YUCAIPA -- It was a case of good news/bad news for Yucaipa-Calimesa educators Tuesday night.
The statewide Prop. 30 passed, meaning the district doesn't face the prospect of midyear cuts. But the district's $98 million bond failed to win over the necessary 55 percent of voters for it to pass.
"I was pleasantly surprised" at the success of Prop. 30, superintendent Sherry Kendrick said Wednesday afternoon. "The polling (made it) look like it wasn't going to pass. We won't have layoffs, or six furlough days or a shortened school year for students. And we're very happy about that."
But the district had also been hoping voters would approve Measure O, providing it with funds intended to repair and upgrade its schools. The measure received only 50.66 percent of the vote.
"It was comforting to know that over half of our community voted yes on Measure O. It didn't quite reach the 55 percent threshold (necessary for passage). But for the first measure that Yucaipa has gone for in many, many years, it did quite well."

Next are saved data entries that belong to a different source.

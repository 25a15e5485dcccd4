//! Club review model.
//!
//! # Responsibility
//! - Hold one member's rating and comment for a club.
//! - Track like/dislike counters driven by user feedback.
//!
//! # Invariants
//! - `rating` is always within `1..=5`.
//! - Counters never go below zero; decrements saturate.

use crate::model::error::{ensure_id, DocumentError, DomainError, DomainResult, EntityKind};
use serde::{Deserialize, Serialize};
use uuid::Uuid;

/// Stable review identifier.
pub type ReviewId = Uuid;

/// Lowest accepted rating.
pub const MIN_RATING: u8 = 1;
/// Highest accepted rating.
pub const MAX_RATING: u8 = 5;

/// A member's review of their club.
#[derive(Debug, Clone, Serialize, Deserialize)]
#[serde(try_from = "ReviewDocument", into = "ReviewDocument")]
pub struct Review {
    id: ReviewId,
    rating: u8,
    info: String,
    likes: u32,
    dislikes: u32,
}

/// Stored shape of a review.
#[derive(Debug, Clone, PartialEq, Eq, Serialize, Deserialize)]
pub struct ReviewDocument {
    #[serde(rename = "_id", default = "Uuid::new_v4")]
    pub id: ReviewId,
    #[serde(default = "default_rating")]
    pub rating: u8,
    #[serde(default)]
    pub info: String,
    #[serde(default)]
    pub likes: u32,
    #[serde(default)]
    pub dislikes: u32,
}

fn default_rating() -> u8 {
    MAX_RATING
}

fn validate_rating(rating: u8) -> DomainResult<u8> {
    if !(MIN_RATING..=MAX_RATING).contains(&rating) {
        return Err(DomainError::InvalidRating(rating));
    }
    Ok(rating)
}

impl Review {
    /// Creates a review with a generated id and zeroed counters.
    pub fn new(rating: u8, info: impl Into<String>) -> DomainResult<Self> {
        Ok(Self {
            id: Uuid::new_v4(),
            rating: validate_rating(rating)?,
            info: info.into(),
            likes: 0,
            dislikes: 0,
        })
    }

    pub fn id(&self) -> ReviewId {
        self.id
    }

    pub fn rating(&self) -> u8 {
        self.rating
    }

    /// Replaces the rating after re-validating the range.
    pub fn set_rating(&mut self, rating: u8) -> DomainResult<()> {
        self.rating = validate_rating(rating)?;
        Ok(())
    }

    pub fn info(&self) -> &str {
        &self.info
    }

    pub fn set_info(&mut self, info: impl Into<String>) {
        self.info = info.into();
    }

    pub fn likes(&self) -> u32 {
        self.likes
    }

    pub fn dislikes(&self) -> u32 {
        self.dislikes
    }

    pub fn like(&mut self) {
        self.likes = self.likes.saturating_add(1);
    }

    pub fn unlike(&mut self) {
        self.likes = self.likes.saturating_sub(1);
    }

    pub fn dislike(&mut self) {
        self.dislikes = self.dislikes.saturating_add(1);
    }

    pub fn undislike(&mut self) {
        self.dislikes = self.dislikes.saturating_sub(1);
    }

    /// Net community feedback: `likes - dislikes`.
    pub fn feedback_score(&self) -> i64 {
        i64::from(self.likes) - i64::from(self.dislikes)
    }

    /// Serializes this review to its document mapping.
    pub fn to_json(&self) -> Result<serde_json::Value, DocumentError> {
        Ok(serde_json::to_value(self)?)
    }

    /// Rebuilds a review from its document mapping, re-running validation.
    pub fn from_json(value: serde_json::Value) -> Result<Self, DocumentError> {
        let document: ReviewDocument = serde_json::from_value(value)?;
        Ok(Self::try_from(document)?)
    }
}

impl PartialEq for Review {
    fn eq(&self, other: &Self) -> bool {
        self.id == other.id
    }
}

impl Eq for Review {}

impl TryFrom<ReviewDocument> for Review {
    type Error = DomainError;

    fn try_from(value: ReviewDocument) -> Result<Self, Self::Error> {
        Ok(Self {
            id: ensure_id(value.id, EntityKind::Review)?,
            rating: validate_rating(value.rating)?,
            info: value.info,
            likes: value.likes,
            dislikes: value.dislikes,
        })
    }
}

impl From<Review> for ReviewDocument {
    fn from(value: Review) -> Self {
        Self {
            id: value.id,
            rating: value.rating,
            info: value.info,
            likes: value.likes,
            dislikes: value.dislikes,
        }
    }
}
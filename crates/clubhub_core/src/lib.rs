//! Domain core for the club directory.
//! Entities here are the single source of truth for membership, role and
//! feedback invariants; storage and services build on top of them.

pub mod config;
pub mod db;
pub mod logging;
pub mod model;
pub mod repo;
pub mod service;

pub use config::{ConfigError, CoreConfig};
pub use logging::{default_log_level, init_logging, logging_status};
pub use model::actor::{Disbandment, MemberActor};
pub use model::club::{Club, ClubDocument, ClubId, NewClub};
pub use model::error::{Collection, DocumentError, DomainError, DomainResult, EntityKind};
pub use model::event::{Event, EventDocument, EventId, NewEvent};
pub use model::member::{Member, MemberDocument, MemberId};
pub use model::review::{Review, ReviewDocument, ReviewId};
pub use model::role::ClubRole;
pub use model::user::{FeedbackLedger, NewUser, User, UserDocument, UserId, DISLIKE, LIKE};
pub use repo::club_repo::{ClubFilter, ClubInfoPatch, ClubRepository, SqliteClubRepository};
pub use repo::user_repo::{SqliteUserRepository, UserRepository, UserSettingsPatch};
pub use repo::{RepoError, RepoResult, UnitOfWork, Versioned};
pub use service::club_service::ClubService;
pub use service::user_service::UserService;
pub use service::{ServiceError, ServiceResult};

/// Returns the core crate version.
pub fn core_version() -> &'static str {
    env!("CARGO_PKG_VERSION")
}
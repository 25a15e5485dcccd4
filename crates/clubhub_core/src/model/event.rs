//! Club news post model.
//!
//! # Invariants
//! - `title` is never empty.
//! - `views` and `likes` never go below zero.

use crate::model::error::{ensure_id, DocumentError, DomainError, DomainResult, EntityKind};
use serde::{Deserialize, Serialize};
use uuid::Uuid;

/// Stable event identifier.
pub type EventId = Uuid;

/// A news post published in a club's feed.
#[derive(Debug, Clone, Serialize, Deserialize)]
#[serde(try_from = "EventDocument", into = "EventDocument")]
pub struct Event {
    id: EventId,
    title: String,
    info: String,
    photo: String,
    caption: String,
    views: u32,
    likes: u32,
}

/// Parameters for publishing a new event.
///
/// Every field except `title` defaults to an empty string.
#[derive(Debug, Clone, Default, PartialEq, Eq)]
pub struct NewEvent {
    pub title: String,
    pub info: String,
    pub photo: String,
    pub caption: String,
}

impl NewEvent {
    pub fn titled(title: impl Into<String>) -> Self {
        Self {
            title: title.into(),
            ..Self::default()
        }
    }
}

/// Stored shape of an event.
#[derive(Debug, Clone, PartialEq, Eq, Serialize, Deserialize)]
pub struct EventDocument {
    #[serde(rename = "_id", default = "Uuid::new_v4")]
    pub id: EventId,
    #[serde(default)]
    pub title: String,
    #[serde(default)]
    pub info: String,
    #[serde(default)]
    pub photo: String,
    #[serde(default)]
    pub caption: String,
    #[serde(default)]
    pub views: u32,
    #[serde(default)]
    pub likes: u32,
}

fn validate_title(title: String) -> DomainResult<String> {
    if title.trim().is_empty() {
        return Err(DomainError::InvalidTitle);
    }
    Ok(title)
}

impl Event {
    /// Creates an event with a generated id and zeroed counters.
    pub fn new(params: NewEvent) -> DomainResult<Self> {
        Ok(Self {
            id: Uuid::new_v4(),
            title: validate_title(params.title)?,
            info: params.info,
            photo: params.photo,
            caption: params.caption,
            views: 0,
            likes: 0,
        })
    }

    pub fn id(&self) -> EventId {
        self.id
    }

    pub fn title(&self) -> &str {
        &self.title
    }

    pub fn set_title(&mut self, title: impl Into<String>) -> DomainResult<()> {
        self.title = validate_title(title.into())?;
        Ok(())
    }

    pub fn info(&self) -> &str {
        &self.info
    }

    pub fn set_info(&mut self, info: impl Into<String>) {
        self.info = info.into();
    }

    pub fn photo(&self) -> &str {
        &self.photo
    }

    pub fn set_photo(&mut self, photo: impl Into<String>) {
        self.photo = photo.into();
    }

    pub fn caption(&self) -> &str {
        &self.caption
    }

    pub fn set_caption(&mut self, caption: impl Into<String>) {
        self.caption = caption.into();
    }

    pub fn views(&self) -> u32 {
        self.views
    }

    /// Records one more view.
    pub fn view(&mut self) {
        self.views = self.views.saturating_add(1);
    }

    pub fn likes(&self) -> u32 {
        self.likes
    }

    pub fn like(&mut self) {
        self.likes = self.likes.saturating_add(1);
    }

    pub fn unlike(&mut self) {
        self.likes = self.likes.saturating_sub(1);
    }

    pub fn to_json(&self) -> Result<serde_json::Value, DocumentError> {
        Ok(serde_json::to_value(self)?)
    }

    pub fn from_json(value: serde_json::Value) -> Result<Self, DocumentError> {
        let document: EventDocument = serde_json::from_value(value)?;
        Ok(Self::try_from(document)?)
    }
}

impl PartialEq for Event {
    fn eq(&self, other: &Self) -> bool {
        self.id == other.id
    }
}

impl Eq for Event {}

impl TryFrom<EventDocument> for Event {
    type Error = DomainError;

    fn try_from(value: EventDocument) -> Result<Self, Self::Error> {
        Ok(Self {
            id: ensure_id(value.id, EntityKind::Event)?,
            title: validate_title(value.title)?,
            info: value.info,
            photo: value.photo,
            caption: value.caption,
            views: value.views,
            likes: value.likes,
        })
    }
}

impl From<Event> for EventDocument {
    fn from(value: Event) -> Self {
        Self {
            id: value.id,
            title: value.title,
            info: value.info,
            photo: value.photo,
            caption: value.caption,
            views: value.views,
            likes: value.likes,
        }
    }
}
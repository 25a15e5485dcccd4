//! Core runtime configuration.
//!
//! # Responsibility
//! - Describe where logs and the document store live.
//! - Validate settings before any side effect happens.
//!
//! Missing keys fall back to defaults: build-mode log level, no file
//! logging, in-memory store.

use crate::db::{open_db, open_db_in_memory, DbError};
use crate::logging::{self, default_log_level, normalize_level, normalize_log_dir, LoggingError};
use log::info;
use rusqlite::Connection;
use serde::{Deserialize, Serialize};
use std::path::{Path, PathBuf};
use thiserror::Error;

/// Configuration failures.
#[derive(Debug, Error)]
pub enum ConfigError {
    #[error("failed to read config `{path}`: {source}")]
    Read {
        path: PathBuf,
        source: std::io::Error,
    },
    #[error("malformed config: {0}")]
    Parse(#[from] serde_json::Error),
    #[error(transparent)]
    Logging(#[from] LoggingError),
    #[error(transparent)]
    Db(#[from] DbError),
    #[error("path is not valid UTF-8: {0}")]
    NonUtf8Path(PathBuf),
    #[error("db_path cannot be empty")]
    EmptyDbPath,
}

#[derive(Debug, Clone, PartialEq, Eq, Serialize, Deserialize)]
#[serde(default, deny_unknown_fields)]
pub struct CoreConfig {
    pub log_level: String,
    pub log_dir: Option<PathBuf>,
    pub db_path: Option<PathBuf>,
}

impl Default for CoreConfig {
    fn default() -> Self {
        Self {
            log_level: default_log_level().to_string(),
            log_dir: None,
            db_path: None,
        }
    }
}

impl CoreConfig {
    pub fn from_json_str(text: &str) -> Result<Self, ConfigError> {
        let config: Self = serde_json::from_str(text)?;
        config.validate()?;
        Ok(config)
    }

    pub fn from_file(path: impl AsRef<Path>) -> Result<Self, ConfigError> {
        let path = path.as_ref();
        let text = std::fs::read_to_string(path).map_err(|source| ConfigError::Read {
            path: path.to_path_buf(),
            source,
        })?;
        Self::from_json_str(&text)
    }

    /// Checks the level name and that configured paths are usable.
    pub fn validate(&self) -> Result<(), ConfigError> {
        normalize_level(&self.log_level)?;
        if let Some(dir) = &self.log_dir {
            normalize_log_dir(path_str(dir)?)?;
        }
        if let Some(db_path) = &self.db_path {
            if db_path.as_os_str().is_empty() {
                return Err(ConfigError::EmptyDbPath);
            }
        }
        Ok(())
    }

    /// Opens the configured store with migrations applied.
    pub fn open_store(&self) -> Result<Connection, ConfigError> {
        let conn = match &self.db_path {
            Some(path) => open_db(path)?,
            None => open_db_in_memory()?,
        };
        Ok(conn)
    }

    /// Starts file logging when `log_dir` is set.
    ///
    /// Returns `false` when no directory is configured and nothing started.
    pub fn init_logging(&self) -> Result<bool, ConfigError> {
        let Some(dir) = &self.log_dir else {
            return Ok(false);
        };
        logging::init_logging(&self.log_level, path_str(dir)?)?;
        info!(
            "event=config_applied module=config status=ok persistent_store={}",
            self.db_path.is_some()
        );
        Ok(true)
    }
}

fn path_str(path: &Path) -> Result<&str, ConfigError> {
    path.to_str()
        .ok_or_else(|| ConfigError::NonUtf8Path(path.to_path_buf()))
}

California (the biggest source of revenue for public school districts) has cut the amount of money paid to districts per student even as the district has seen enrollment decline, meaning fewer students to be paid for. In Dec. 2010, Yucaipa-Calimesa made the decision to close the 100-year-old
Yucaipa Elementary School, citing, among other factors, a 27.
The district would have used the money to repair existing infrastructure, including portable classrooms older than the 20 years of use they were designed for, non-functional drinking fountains, damaged bathrooms and leaky roofs. The funds would have also gone to improving the high-tech infrastructure at schools, adding wifi Internet access to classrooms.
If it had been approved by voters, Measure O would have meant an additional $44.25 in annual property taxes for every $100,000 of assessed value for approximately 20 years.
"We will continue to work with our students and manage our resources as well as we can," Kendrick said.